La narrativa oficial sigue anclada en proyecciones optimistas que ya no se sostienen. El ministro de Economía prometía un 2025 mejor que el 2024, con una inflación del 7,5%. En la práctica, sólo en el primer trimestre ya alcanzamos el 5%. A este ritmo, no solo se harán trizas las metas gubernamentales, sino que el país va camino a hundirse en una crisis estructural que ya está devorando a los sectores más vulnerables.
La inflación no es una cifra abstracta: es el encogimiento del salario, el deterioro del acceso a la salud, el hambre disfrazada de “ajuste”. La crisis económica que vive Bolivia no es consecuencia de una mala racha, sino de años de políticas fiscales y cambiarias irresponsables.
El MAS mató a la “gallina de los huevos de oro” y, sin el dinero del gas, la deuda externa crece, las reservas internacionales se derrumban y seguimos importando hidrocarburos mientras el aparato productivo nacional muere asfixiado.
El resultado es devastador: familias que ya no pueden pagar sus créditos, comerciantes que ven sus ventas caer más del 50%, hogares que liquidan sus ahorros, si es que alguna vez los tuvieron. La mora bancaria podría dispararse. Y lo peor aún está por llegar, según advierten analistas. Estamos en la etapa preliminar de una crisis dura. Lo que nos espera es más desempleo, más pobreza y, posiblemente, más dolor.
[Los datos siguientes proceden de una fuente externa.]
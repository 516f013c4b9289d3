//! Requirement analysis
//!
//! Asks the model to classify an experiment description and coerces whatever
//! comes back into an [`AnalysisRecord`].

use crate::client::ChatClient;
use crate::error::Result;
use crate::recovery::recover_json;
use serde::{Deserialize, Serialize};
use serde_json::{json, Map, Value};
use tracing::{info, warn};

pub const ANALYSIS_TEMPERATURE: f32 = 0.3;
pub const ANALYSIS_MAX_TOKENS: u32 = 2000;

/// Language used when the analysis does not name one
pub const DEFAULT_LANGUAGE: &str = "Python";

/// Structured classification of an experiment description.
///
/// All four fields are always populated; decoding fills gaps from
/// [`AnalysisRecord::fallback`].
#[derive(Debug, Clone, PartialEq, Eq, Serialize, Deserialize)]
pub struct AnalysisRecord {
    pub experiment_type: String,
    pub main_goal: String,
    pub key_requirements: Vec<String>,
    pub programming_language: String,
}

impl AnalysisRecord {
    /// Placeholder record used when the model's answer cannot be read.
    pub fn fallback() -> Self {
        Self {
            experiment_type: "Unable to determine".into(),
            main_goal: "Complete the experiment requirements".into(),
            key_requirements: vec!["Implement the required functionality".into()],
            programming_language: DEFAULT_LANGUAGE.into(),
        }
    }

    /// Decode a parsed JSON value field by field.
    ///
    /// Missing, empty or wrongly-typed fields take the fallback value; a
    /// non-object decodes to the full fallback.
    pub fn from_value(value: &Value) -> Self {
        let fallback = Self::fallback();
        let Some(obj) = value.as_object() else {
            return fallback;
        };

        Self {
            experiment_type: text_field(obj, "experiment_type").unwrap_or(fallback.experiment_type),
            main_goal: text_field(obj, "main_goal").unwrap_or(fallback.main_goal),
            key_requirements: list_field(obj, "key_requirements")
                .unwrap_or(fallback.key_requirements),
            programming_language: text_field(obj, "programming_language")
                .unwrap_or(fallback.programming_language),
        }
    }

    pub fn to_value(&self) -> Value {
        json!({
            "experiment_type": self.experiment_type,
            "main_goal": self.main_goal,
            "key_requirements": self.key_requirements,
            "programming_language": self.programming_language,
        })
    }

    /// The language to implement in, defaulting to Python when blank.
    pub fn language_or_default(&self) -> &str {
        let language = self.programming_language.trim();
        if language.is_empty() {
            DEFAULT_LANGUAGE
        } else {
            language
        }
    }
}

fn text_field(obj: &Map<String, Value>, key: &str) -> Option<String> {
    obj.get(key)
        .and_then(Value::as_str)
        .filter(|s| !s.trim().is_empty())
        .map(String::from)
}

fn list_field(obj: &Map<String, Value>, key: &str) -> Option<Vec<String>> {
    let items: Vec<String> = match obj.get(key)? {
        Value::Array(items) => items
            .iter()
            .filter_map(|item| match item {
                Value::String(s) => Some(s.clone()),
                Value::Number(n) => Some(n.to_string()),
                Value::Bool(b) => Some(b.to_string()),
                _ => None,
            })
            .filter(|s| !s.trim().is_empty())
            .collect(),
        Value::String(s) => vec![s.clone()],
        _ => return None,
    };

    if items.iter().all(|s| s.trim().is_empty()) {
        None
    } else {
        Some(items)
    }
}

/// Build the classification prompt for `experiment_text`.
pub fn analysis_prompt(experiment_text: &str) -> String {
    format!(
        r#"Analyze the following experiment requirements and identify the experiment type, goal and key requirements.

Experiment requirements:
{}

Respond with a JSON object containing the following fields:
- experiment_type: the type of experiment (for example: data structures, algorithms, network programming)
- main_goal: the main goal of the experiment
- key_requirements: the key requirements (an array of strings)
- programming_language: the recommended programming language"#,
        experiment_text
    )
}

/// Turn a raw model answer into a record, recovering JSON when needed.
pub fn parse_analysis(raw: &str) -> AnalysisRecord {
    let value = match serde_json::from_str::<Value>(raw) {
        Ok(value) => value,
        Err(e) => {
            warn!(error = %e, "analysis response is not valid JSON, attempting recovery");
            recover_json(raw)
        }
    };
    AnalysisRecord::from_value(&value)
}

/// Classifies experiment descriptions through the chat-completion API
pub struct Analyzer<'a> {
    client: &'a ChatClient,
}

impl<'a> Analyzer<'a> {
    pub fn new(client: &'a ChatClient) -> Self {
        Self { client }
    }

    /// Classify `experiment_text`.
    ///
    /// Transport errors propagate; an unreadable answer degrades to the
    /// fallback record instead of failing.
    pub async fn analyze(&self, experiment_text: &str) -> Result<AnalysisRecord> {
        info!("analyzing experiment requirements");
        let prompt = analysis_prompt(experiment_text);
        let raw = self
            .client
            .complete(&prompt, ANALYSIS_MAX_TOKENS, ANALYSIS_TEMPERATURE)
            .await
            .map_err(|e| e.with_operation("analysis::analyze"))?;

        let record = parse_analysis(&raw);
        info!(experiment_type = %record.experiment_type, "analysis complete");
        Ok(record)
    }
}
//! # labsmith-error
//!
//! Unified error handling for labsmith.
//!
//! ## Design
//!
//! - **ErrorKind**: what went wrong (e.g. ConfigInvalid, ApiFailed)
//! - **Operation**: where it went wrong, with the call chain kept in context
//! - **Context**: key-value pairs that help locate the cause
//! - **Source**: the wrapped underlying error, never leaked as a raw type
//!
//! ## Usage
//!
//! ```rust
//! use labsmith_error::{Error, ErrorKind};
//!
//! fn example() -> Result<(), Error> {
//!     Err(Error::new(ErrorKind::ApiFailed, "server returned 503")
//!         .with_operation("client::complete")
//!         .with_context("status", "503"))
//! }
//! ```
//!
//! ## Principles
//!
//! - All fallible functions return `Result<T, labsmith_error::Error>`
//! - External errors are wrapped with `set_source(err)`
//! - An error is handled once; callers only append context

mod error;
mod kind;

pub use error::Error;
pub use kind::ErrorKind;

/// Result type alias using the labsmith Error
pub type Result<T> = std::result::Result<T, Error>;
¿Y qué hace el Gobierno ante este panorama? Minimiza, maquilla cifras, ofrece parches temporales como la eliminación de aranceles para insumos médicos, que no sirven de nada si no hay dólares para comprarlos. Se niega a encarar el problema de fondo: un modelo económico agotado, una política cambiaria insostenible y una ausencia total de reformas estructurales. Bolivia no necesita más discursos, necesita decisiones. Y decisiones valientes, porque las medidas necesarias no serán populares, pero sí urgentes.